Posted by on in Culture Blogs

The hills hereabouts are full of the Hidden Folk, just like back in Norway.

They're fine-looking folk, the elves, with an eye to beauty themselves, and sometimes it so happens that one of them casts an eye on a fair young maid and marries her. And then she's never to be seen again, for she becomes a Woman of the Hills.

Well, there was a fine young girl, and didn't she just disappear one day, and weeks and weeks go by and everyone agrees that she must have been Taken.

Well, and so she was. And on her wedding day she says to the Blue Man that's to be her husband—they call them the Blue Men for their clothing, you know—“Let me just step outside to take one last look at the beautiful red Sun.” And she does that.

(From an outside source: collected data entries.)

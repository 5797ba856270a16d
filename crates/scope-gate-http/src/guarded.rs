// crates/scope-gate-http/src/guarded.rs
// ============================================================================
// Module: Guarded Handlers
// Description: Runs axum handler bodies under the enforcement guard.
// Purpose: Roll back and fail successful responses that skipped scoping.
// Dependencies: scope-gate-core, axum
// ============================================================================

//! ## Overview
//! [`run_guarded`] wraps a handler body in [`EnforcementGuard::run`]. A 2xx
//! response commits only when the request recorded its scope decision;
//! otherwise the transaction rolls back and the caller receives a 500
//! `PermissionCheckOmitted` response.

// ============================================================================
// SECTION: Imports
// ============================================================================

use axum::response::IntoResponse;
use axum::response::Response;
use scope_gate_core::EnforcementGuard;
use scope_gate_core::GuardedResponse;
use scope_gate_core::RequestContext;
use scope_gate_core::TransactionManager;

use crate::error::ApiError;

// ============================================================================
// SECTION: Responses
// ============================================================================

/// axum response checked by the enforcement guard.
#[derive(Debug)]
pub struct HttpResponse(pub Response);

impl GuardedResponse for HttpResponse {
    fn is_success(&self) -> bool {
        self.0.status().is_success()
    }
}

impl IntoResponse for HttpResponse {
    fn into_response(self) -> Response {
        self.0
    }
}

// ============================================================================
// SECTION: Runner
// ============================================================================

/// Runs a handler body under the guard and renders the outcome.
pub fn run_guarded<M, H>(
    guard: &EnforcementGuard,
    ctx: &mut RequestContext,
    transactions: &M,
    handler: H,
) -> Response
where
    M: TransactionManager,
    H: FnOnce(&mut RequestContext) -> Result<Response, ApiError>,
{
    match guard.run(ctx, transactions, |ctx| handler(ctx).map(HttpResponse)) {
        Ok(response) => response.into_response(),
        Err(err) => err.into_response(),
    }
}
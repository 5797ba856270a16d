// crates/scope-gate-core/tests/relation.rs
// ============================================================================
// Module: Relation Scope Tests
// Description: Tests for scopes derived from relationship paths.
// ============================================================================
//! ## Overview
//! Validates that a relation scope allows a record exactly when it has (view,
//! delete) or will have (add) the relationship, and that change requires both.

#![allow(
    clippy::panic,
    clippy::print_stdout,
    clippy::print_stderr,
    clippy::unwrap_used,
    clippy::expect_used,
    clippy::use_debug,
    clippy::dbg_macro,
    clippy::panic_in_result_fn,
    clippy::unwrap_in_result,
    reason = "Test-only output and panic-based assertions are permitted."
)]

use std::sync::Arc;

use scope_gate_core::AuthzError;
use scope_gate_core::AuthzErrorKind;
use scope_gate_core::FieldPath;
use scope_gate_core::InMemoryCollection;
use scope_gate_core::InMemoryRelatedRecords;
use scope_gate_core::PermissionMap;
use scope_gate_core::Principal;
use scope_gate_core::Query;
use scope_gate_core::Record;
use scope_gate_core::RecordSource;
use scope_gate_core::RelationScopes;
use scope_gate_core::RequestContext;
use scope_gate_core::RequestMethod;
use scope_gate_core::ResourceScopes;
use scope_gate_core::ResourceType;
use scope_gate_core::ScopeEvaluator;
use scope_gate_core::ScopeName;
use scope_gate_core::ScopeRegistry;
use scope_gate_core::Values;
use serde_json::Value;
use serde_json::json;

// ============================================================================
// SECTION: Test Helpers
// ============================================================================

fn jobs() -> ResourceType {
    ResourceType::new("fleet", "job")
}

fn values(value: Value) -> Values {
    match value {
        Value::Object(map) => map,
        other => panic!("expected object, got {other}"),
    }
}

fn relations() -> RelationScopes {
    let related = InMemoryRelatedRecords::new()
        .with_related(&jobs(), "operator", "7", Record::new(7_u64).with_field("external_company", 99))
        .with_related(&jobs(), "operator", "8", Record::new(8_u64).with_field("external_company", Value::Null));
    RelationScopes::new(Arc::new(related))
        .relation("contracted", FieldPath::parse("operator.external_company").unwrap())
        .relation("assigned", FieldPath::parse("operator").unwrap())
}

fn evaluator(scope: &str) -> ScopeEvaluator {
    let scopes = ResourceScopes::builder(jobs()).dynamic(Arc::new(relations())).build().unwrap();
    let registry = ScopeRegistry::builder().register(scopes).unwrap().build();
    let mut map = PermissionMap::new();
    for action in ["view", "add", "change", "delete"] {
        map = map.grant("dispatcher", format!("fleet.{action}_job"), Some(scope));
    }
    ScopeEvaluator::new(Arc::new(registry), Arc::new(map))
}

fn ctx(method: RequestMethod) -> RequestContext {
    RequestContext::for_principal(method, Principal::new("dana").with_permission("dispatcher"))
}

fn job(key: u64, operator: Value) -> Record {
    Record::new(key).with_field("operator", operator)
}

// ============================================================================
// SECTION: Provider
// ============================================================================

#[test]
fn provider_exposes_configured_paths() {
    let relations = relations();
    let path = relations.path(&ScopeName::from("contracted")).unwrap();
    assert_eq!(path.to_string(), "operator.external_company");
    assert!(relations.path(&ScopeName::from("unrelated")).is_none());
}

#[test]
fn unconfigured_relation_name_is_unknown() {
    let evaluator = evaluator("unrelated");
    let mut ctx = ctx(RequestMethod::Get);
    let err = evaluator.scope_view(&mut ctx, Query::new(jobs())).unwrap_err();
    assert!(matches!(err, AuthzError::UnknownScope { .. }));
}

// ============================================================================
// SECTION: View
// ============================================================================

#[test]
fn view_requires_the_relationship_endpoint() {
    let evaluator = evaluator("contracted");
    let mut ctx = ctx(RequestMethod::Get);
    let query = evaluator.scope_view(&mut ctx, Query::new(jobs())).unwrap();
    let collection = InMemoryCollection::new(jobs())
        .with_record(job(1, json!({ "id": 7, "external_company": 99 })))
        .with_record(job(2, json!({ "id": 8, "external_company": null })))
        .with_record(job(3, Value::Null))
        .with_record(Record::new(4_u64));
    let keys: Vec<String> = collection
        .execute(&query)
        .unwrap()
        .into_iter()
        .map(|record| record.key.to_string())
        .collect();
    assert_eq!(keys, vec!["1".to_string()]);
}

// ============================================================================
// SECTION: Writes
// ============================================================================

#[test]
fn add_allows_records_that_will_have_the_relationship() {
    let evaluator = evaluator("contracted");
    let mut ctx = ctx(RequestMethod::Post);
    let draft = Record::new(10_u64);
    evaluator.scope_add(&mut ctx, &jobs(), &draft, &values(json!({ "operator": 7 }))).unwrap();
    let err = evaluator.scope_add(&mut ctx, &jobs(), &draft, &values(json!({ "operator": 8 })));
    assert!(matches!(err, Err(AuthzError::Scoping { .. })));
}

#[test]
fn add_defers_missing_relationships_to_validation() {
    let evaluator = evaluator("contracted");
    let mut ctx = ctx(RequestMethod::Post);
    let draft = Record::new(10_u64);
    evaluator.scope_add(&mut ctx, &jobs(), &draft, &Values::new()).unwrap();
    evaluator.scope_add(&mut ctx, &jobs(), &draft, &values(json!({ "operator": 42 }))).unwrap();
}

#[test]
fn single_segment_relation_requires_the_field() {
    let evaluator = evaluator("assigned");
    let mut ctx = ctx(RequestMethod::Post);
    let draft = Record::new(10_u64);
    evaluator.scope_add(&mut ctx, &jobs(), &draft, &values(json!({ "operator": 42 }))).unwrap();
    let err = evaluator.scope_add(&mut ctx, &jobs(), &draft, &values(json!({ "operator": null })));
    assert!(matches!(err, Err(AuthzError::Scoping { .. })));
}

#[test]
fn delete_requires_the_current_relationship() {
    let evaluator = evaluator("contracted");
    let mut ctx = ctx(RequestMethod::Delete);
    let none = Values::new();
    evaluator.scope_delete(&mut ctx, &jobs(), &job(1, json!(7)), &none).unwrap();
    evaluator
        .scope_delete(&mut ctx, &jobs(), &job(2, json!({ "id": 7, "external_company": 5 })), &none)
        .unwrap();
    for record in [job(3, json!(8)), job(4, json!(42)), Record::new(5_u64)] {
        let err = evaluator.scope_delete(&mut ctx, &jobs(), &record, &none);
        assert!(matches!(err, Err(AuthzError::Scoping { .. })), "record {}", record.key);
    }
}

#[test]
fn change_requires_the_relationship_before_and_after() {
    let evaluator = evaluator("contracted");
    let mut ctx = ctx(RequestMethod::Patch);
    let current = job(1, json!(7));
    evaluator.scope_change(&mut ctx, &jobs(), &current, &values(json!({ "notes": "ok" }))).unwrap();
    let err = evaluator.scope_change(&mut ctx, &jobs(), &current, &values(json!({ "operator": 8 })));
    assert!(matches!(err, Err(AuthzError::Scoping { .. })));

    let orphan = job(2, Value::Null);
    let err = evaluator.scope_change(&mut ctx, &jobs(), &orphan, &values(json!({ "operator": 7 })));
    assert!(matches!(err, Err(AuthzError::Scoping { .. })));
}

#[test]
fn unsupported_foreign_key_values_fail_the_scope() {
    let evaluator = evaluator("contracted");
    let mut ctx = ctx(RequestMethod::Post);
    let err = evaluator
        .scope_add(&mut ctx, &jobs(), &Record::new(10_u64), &values(json!({ "operator": true })))
        .unwrap_err();
    assert!(matches!(err, AuthzError::ScopeFailed { .. }));
    assert_eq!(err.kind(), AuthzErrorKind::Defect);
}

Now it so fell out that there was a young lad out hunting that day, and he sees the hill open up and the girl step out of it, all dressed in her wedding finery, and wearing a golden crown.

 

Now in them days all the men wore vests, and didn't this lad's have fine silver buttons down the front of it. So being a lad of quick wit, he twists one off and puts it into the barrel of his gun, and fires it off over her head. And so she was freed, for silver breaks the spell.

Well, away they went back to her family, and maybe she married him and maybe she didn't, but any rate she married someone and had a family of her own. I never heard what happened to the rest of the Hidden Folk's finery, but the crown they still keep in that family. They loan it out to brides for miles around, and she wears it through all the days of her wedding. But then she has to give it back.

My own mother wore that crown on the day of her wedding, as well I should know, for often she told me of it. And didn't she have two fine children herself, and one of them telling you this tale.

That would be up around Westby, then. There's lots of Norwegians up there.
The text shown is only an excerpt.